M. Rossetti part de ce fait pour revenir sur le style et le langage figurés, employés précédemment dans les Églogues de Virgile, dans l’Apocalypse, et dans plusieurs autres ouvrages, où ce moyen de dire la vérité d’une manière détournée fut conservé ; puis il arrive à citer les églogues latines de Pétrarque, où ce langage apocalyptique est non-seulement reproduit, mais où il a évidemment pour objet de peindre les abus, les désordres, l’avarice et les injustices des papes et de leur cour, qui se tenait alors à Avignon. Pour ne fournir qu’une preuve à l’appui du système de M. Rossetti, on rapportera quatre vers de la vie églogue de Pétrarque, dans lesquels Ginguené lui-même a reconnu qu’ils sont mis dans la bouche de Clément vi, sous le nom de Mition, et adressés à saint Pierre sous le nom de Pamphile qui, dans la même églogue, fait des reproches au pontife sur l’état de langueur et de désordre où se trouve son troupeau. Clément vi ou Mition répond :


Furibus est mecum contractum, sanguine porci,
Fœdus et inferni descriptum regis in ara ;
Invisum superis, sacrum fortasse profundis,
Acceptum sed jure Diis, quibus ære litatum est.


« Il y a un pacte contracté entre moi et les voleurs, pacte signé avec du sang de porc sur l’autel du dieu de l’enfer ; pacte odieux aux divinités célestes, peut-être sacré pour les inférieures, mais reconnu de droit par les dieux auxquels il est offert en monnaie. »

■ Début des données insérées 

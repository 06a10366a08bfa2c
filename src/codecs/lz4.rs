//! LZ4 frame codecs backed by liblz4.
use std::ptr;

use ::lz4::liblz4::{
    check_error, BlockChecksum, BlockMode, BlockSize, ContentChecksum, FrameType,
    LZ4FCompressionContext, LZ4FDecompressionContext, LZ4FFrameInfo, LZ4FPreferences,
    LZ4F_compressBegin, LZ4F_compressBound, LZ4F_compressEnd, LZ4F_compressUpdate,
    LZ4F_createCompressionContext, LZ4F_createDecompressionContext, LZ4F_decompress, LZ4F_flush,
    LZ4F_freeCompressionContext, LZ4F_freeDecompressionContext, LZ4F_VERSION,
};
use log::debug;

use crate::{
    codec::{Codec, CodecState, ProcessResult, Status},
    CodecError, CodecResult, LengthBounds,
};

const NAME: &str = "lz4";

/// Upper bound on the size of an LZ4 frame header.
const HEADER_SIZE_MAX: usize = 19;

/// Highest level liblz4 accepts; levels from 3 upwards select the high-compression mode.
pub const MAX_LEVEL: u32 = 12;

fn check(code: usize) -> CodecResult<usize> {
    check_error(code).map_err(|err| CodecError::Processing {
        codec: NAME,
        message: err.to_string(),
    })
}

/// Maximum size of an uncompressed block within a frame.
#[derive(Debug, Default, Clone, Copy, PartialEq, Eq)]
pub enum Lz4BlockSize {
    #[default]
    Max64KB,
    Max256KB,
    Max1MB,
    Max4MB,
}

impl Lz4BlockSize {
    pub fn bytes(self) -> usize {
        match self {
            Lz4BlockSize::Max64KB => 64 * 1024,
            Lz4BlockSize::Max256KB => 256 * 1024,
            Lz4BlockSize::Max1MB => 1024 * 1024,
            Lz4BlockSize::Max4MB => 4 * 1024 * 1024,
        }
    }

    fn id(self) -> BlockSize {
        match self {
            Lz4BlockSize::Max64KB => BlockSize::Max64KB,
            Lz4BlockSize::Max256KB => BlockSize::Max256KB,
            Lz4BlockSize::Max1MB => BlockSize::Max1MB,
            Lz4BlockSize::Max4MB => BlockSize::Max4MB,
        }
    }
}

/// Compresses into a single LZ4 frame.
#[derive(Debug, Clone, PartialEq, Eq)]
pub struct Lz4Encoder {
    level: u32,
    block_size: Lz4BlockSize,
    block_linked: bool,
    content_checksum: bool,
    block_checksum: bool,
    favor_dec_speed: bool,
}

impl Default for Lz4Encoder {
    fn default() -> Self {
        Self {
            level: 0,
            block_size: Lz4BlockSize::default(),
            block_linked: true,
            content_checksum: false,
            block_checksum: false,
            favor_dec_speed: false,
        }
    }
}

impl Lz4Encoder {
    pub fn new() -> Self {
        Self::default()
    }

    /// Sets the compression level, `0..=MAX_LEVEL`. 0 selects the fast default.
    pub fn level(self, level: u32) -> Self {
        Self { level, ..self }
    }

    pub fn block_size(self, block_size: Lz4BlockSize) -> Self {
        Self { block_size, ..self }
    }

    /// Whether blocks may reference data in earlier blocks. Defaults to true.
    pub fn block_linked(self, block_linked: bool) -> Self {
        Self {
            block_linked,
            ..self
        }
    }

    pub fn content_checksum(self, content_checksum: bool) -> Self {
        Self {
            content_checksum,
            ..self
        }
    }

    pub fn block_checksum(self, block_checksum: bool) -> Self {
        Self {
            block_checksum,
            ..self
        }
    }

    /// Tunes the high-compression levels to produce output that decodes faster.
    pub fn favor_dec_speed(self, favor_dec_speed: bool) -> Self {
        Self {
            favor_dec_speed,
            ..self
        }
    }

    fn preferences(&self) -> LZ4FPreferences {
        LZ4FPreferences {
            frame_info: LZ4FFrameInfo {
                block_size_id: self.block_size.id(),
                block_mode: if self.block_linked {
                    BlockMode::Linked
                } else {
                    BlockMode::Independent
                },
                content_checksum_flag: if self.content_checksum {
                    ContentChecksum::ChecksumEnabled
                } else {
                    ContentChecksum::NoChecksum
                },
                frame_type: FrameType::Frame,
                content_size: 0,
                dict_id: 0,
                block_checksum_flag: if self.block_checksum {
                    BlockChecksum::BlockChecksumEnabled
                } else {
                    BlockChecksum::NoBlockChecksum
                },
            },
            compression_level: self.level,
            auto_flush: 0,
            favor_dec_speed: u32::from(self.favor_dec_speed),
            reserved: [0; 3],
        }
    }

    // Room for a frame header plus the worst case for one full block.
    fn min_output_len(&self) -> usize {
        let preferences = self.preferences();
        HEADER_SIZE_MAX + unsafe { LZ4F_compressBound(self.block_size.bytes(), &preferences) }
    }
}

impl Codec for Lz4Encoder {
    type State = Lz4EncoderState;

    fn name(&self) -> &'static str {
        NAME
    }

    fn validate(&self) -> CodecResult<()> {
        if self.level > MAX_LEVEL {
            return Err(CodecError::InvalidParameter {
                codec: NAME,
                message: format!("level {} is outside 0..={MAX_LEVEL}", self.level),
            });
        }
        Ok(())
    }

    fn create_state(&self) -> CodecResult<Lz4EncoderState> {
        let mut context = LZ4FCompressionContext(ptr::null_mut());
        check_error(unsafe { LZ4F_createCompressionContext(&mut context, LZ4F_VERSION) })
            .map_err(|err| CodecError::Initialization {
                codec: NAME,
                message: err.to_string(),
            })?;
        debug!(
            "lz4 compression context at level {} with {:?} blocks",
            self.level, self.block_size
        );
        Ok(Lz4EncoderState {
            c: context,
            preferences: self.preferences(),
            block_len: self.block_size.bytes(),
            staged: Vec::with_capacity(self.block_size.bytes()),
            min_output_len: self.min_output_len(),
            started: false,
        })
    }

    fn input_bounds(&self) -> LengthBounds {
        LengthBounds::default().with_default(self.block_size.bytes())
    }

    fn output_bounds(&self) -> LengthBounds {
        LengthBounds::default().with_min(self.min_output_len())
    }
}

pub struct Lz4EncoderState {
    c: LZ4FCompressionContext,
    preferences: LZ4FPreferences,
    block_len: usize,
    // Input waiting for a full block. liblz4 only ever sees whole blocks until a flush or the end
    // of the frame, so the output does not depend on how the input was chunked.
    staged: Vec<u8>,
    min_output_len: usize,
    started: bool,
}

// SAFETY: the context is owned exclusively by this state, which is only reachable through
// `&mut self`. liblz4 contexts are not tied to the thread that created them.
unsafe impl Send for Lz4EncoderState {}

impl Drop for Lz4EncoderState {
    fn drop(&mut self) {
        unsafe { LZ4F_freeCompressionContext(self.c) };
    }
}

impl Lz4EncoderState {
    fn bound(&self, len: usize) -> usize {
        unsafe { LZ4F_compressBound(len, &self.preferences) }
    }

    /// Writes the frame header on first use, returning its size.
    fn begin(&mut self, dst: &mut [u8]) -> CodecResult<usize> {
        if self.started {
            return Ok(0);
        }
        let written = check(unsafe {
            LZ4F_compressBegin(self.c, dst.as_mut_ptr(), dst.len(), &self.preferences)
        })?;
        self.started = true;
        Ok(written)
    }

    /// Hands the staged input to liblz4. A full block is compressed straight into `dst`; a
    /// partial one is copied into the context until the next flush.
    fn update(&mut self, dst: &mut [u8]) -> CodecResult<usize> {
        if self.staged.is_empty() {
            return Ok(0);
        }
        let written = check(unsafe {
            LZ4F_compressUpdate(
                self.c,
                dst.as_mut_ptr(),
                dst.len(),
                self.staged.as_ptr(),
                self.staged.len(),
                ptr::null(),
            )
        })?;
        self.staged.clear();
        Ok(written)
    }

    /// Emits everything buffered so far, ending the frame when `end` is set.
    fn complete(&mut self, dst: &mut [u8], end: bool) -> CodecResult<ProcessResult> {
        if dst.len() < HEADER_SIZE_MAX + self.bound(self.staged.len()) {
            return Ok(ProcessResult::new(0, 0, Status::NeedOutput));
        }
        let header = self.begin(dst)?;
        let staged = self.update(&mut dst[header..])?;
        let rest = &mut dst[header + staged..];
        let written = check(unsafe {
            if end {
                LZ4F_compressEnd(self.c, rest.as_mut_ptr(), rest.len(), ptr::null())
            } else {
                LZ4F_flush(self.c, rest.as_mut_ptr(), rest.len(), ptr::null())
            }
        })?;
        Ok(ProcessResult::finished(header + staged + written))
    }
}

impl CodecState for Lz4EncoderState {
    fn process(&mut self, src: &[u8], dst: &mut [u8]) -> CodecResult<ProcessResult> {
        let take = src.len().min(self.block_len - self.staged.len());
        self.staged.extend_from_slice(&src[..take]);
        if self.staged.len() < self.block_len {
            return Ok(ProcessResult::new(take, 0, Status::NeedInput));
        }
        if dst.len() < HEADER_SIZE_MAX + self.bound(self.block_len) {
            return Ok(ProcessResult::new(take, 0, Status::NeedOutput));
        }
        let header = self.begin(dst)?;
        let written = self.update(&mut dst[header..])?;
        let status = if take == src.len() {
            Status::NeedInput
        } else {
            Status::NeedOutput
        };
        Ok(ProcessResult::new(take, header + written, status))
    }

    fn flush(&mut self, dst: &mut [u8]) -> CodecResult<ProcessResult> {
        self.complete(dst, false)
    }

    fn finish(&mut self, dst: &mut [u8]) -> CodecResult<ProcessResult> {
        self.complete(dst, true)
    }

    fn min_output_len(&self) -> usize {
        self.min_output_len
    }
}

/// Decompresses one or more concatenated LZ4 frames.
#[derive(Debug, Default, Clone, Copy, PartialEq, Eq)]
pub struct Lz4Decoder;

impl Lz4Decoder {
    pub fn new() -> Self {
        Lz4Decoder
    }
}

impl Codec for Lz4Decoder {
    type State = Lz4DecoderState;

    fn name(&self) -> &'static str {
        NAME
    }

    fn create_state(&self) -> CodecResult<Lz4DecoderState> {
        let mut context = LZ4FDecompressionContext(ptr::null_mut());
        check_error(unsafe { LZ4F_createDecompressionContext(&mut context, LZ4F_VERSION) })
            .map_err(|err| CodecError::Initialization {
                codec: NAME,
                message: err.to_string(),
            })?;
        Ok(Lz4DecoderState {
            c: context,
            in_frame: false,
        })
    }
}

#[derive(Debug)]
pub struct Lz4DecoderState {
    c: LZ4FDecompressionContext,
    // Whether the last call ended somewhere inside a frame.
    in_frame: bool,
}

// SAFETY: see `Lz4EncoderState`.
unsafe impl Send for Lz4DecoderState {}

impl Drop for Lz4DecoderState {
    fn drop(&mut self) {
        unsafe { LZ4F_freeDecompressionContext(self.c) };
    }
}

impl Lz4DecoderState {
    fn decompress(&mut self, src: &[u8], dst: &mut [u8]) -> CodecResult<(usize, usize)> {
        let mut dst_size = dst.len();
        let mut src_size = src.len();
        let hint = check(unsafe {
            LZ4F_decompress(
                self.c,
                dst.as_mut_ptr(),
                &mut dst_size,
                src.as_ptr(),
                &mut src_size,
                ptr::null(),
            )
        })?;
        self.in_frame = hint != 0;
        Ok((src_size, dst_size))
    }
}

impl CodecState for Lz4DecoderState {
    fn process(&mut self, src: &[u8], dst: &mut [u8]) -> CodecResult<ProcessResult> {
        let (consumed, produced) = self.decompress(src, dst)?;
        let status = if !self.in_frame {
            Status::Finished
        } else if consumed == src.len() {
            Status::NeedInput
        } else {
            Status::NeedOutput
        };
        Ok(ProcessResult::new(consumed, produced, status))
    }

    fn flush(&mut self, dst: &mut [u8]) -> CodecResult<ProcessResult> {
        if !self.in_frame {
            return Ok(ProcessResult::finished(0));
        }
        let (_, produced) = self.decompress(&[], dst)?;
        if produced == 0 || !self.in_frame {
            Ok(ProcessResult::finished(produced))
        } else {
            Ok(ProcessResult::new(0, produced, Status::NeedOutput))
        }
    }

    fn finish(&mut self, dst: &mut [u8]) -> CodecResult<ProcessResult> {
        if !self.in_frame {
            return Ok(ProcessResult::finished(0));
        }
        let (_, produced) = self.decompress(&[], dst)?;
        if !self.in_frame {
            Ok(ProcessResult::finished(produced))
        } else if produced > 0 {
            Ok(ProcessResult::new(0, produced, Status::NeedOutput))
        } else {
            Err(CodecError::Truncated { codec: NAME })
        }
    }
}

L’auteur, en démontrant que depuis l’Apocalypse jusqu’aux écrits de Pétrarque, Rome, les papes et leur cour n’ont pas cessé d’être l’objet de reproches, de critiques et d’invectives exprimées dans des compositions et sous des paroles figurées, trace en quelque sorte une ligne de circonvallation, au centre de laquelle il enferme son sujet principal pour l’examiner tout à l’aise et le disséquer en quelque sorte, de manière à rendre sa démonstration plus évidente. Or, ce sujet est Dante Alighieri et ses écrits.